» Your goal:
Scan the entries for lines with the word "libusb" and copy those lines.

[Records excerpted from a collection]
=====

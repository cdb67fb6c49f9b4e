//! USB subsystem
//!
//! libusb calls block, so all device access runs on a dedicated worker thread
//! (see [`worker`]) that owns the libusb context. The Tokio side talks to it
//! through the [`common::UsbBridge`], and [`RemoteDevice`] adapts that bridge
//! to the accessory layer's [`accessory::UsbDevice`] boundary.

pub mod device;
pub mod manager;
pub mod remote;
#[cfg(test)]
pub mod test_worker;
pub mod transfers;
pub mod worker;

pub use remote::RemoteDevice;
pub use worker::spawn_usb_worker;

=====

» Written solution:
//! libusb calls block, so all device access runs on a dedicated worker thread
//! (see [`worker`]) that owns the libusb context. The Tokio side talks to it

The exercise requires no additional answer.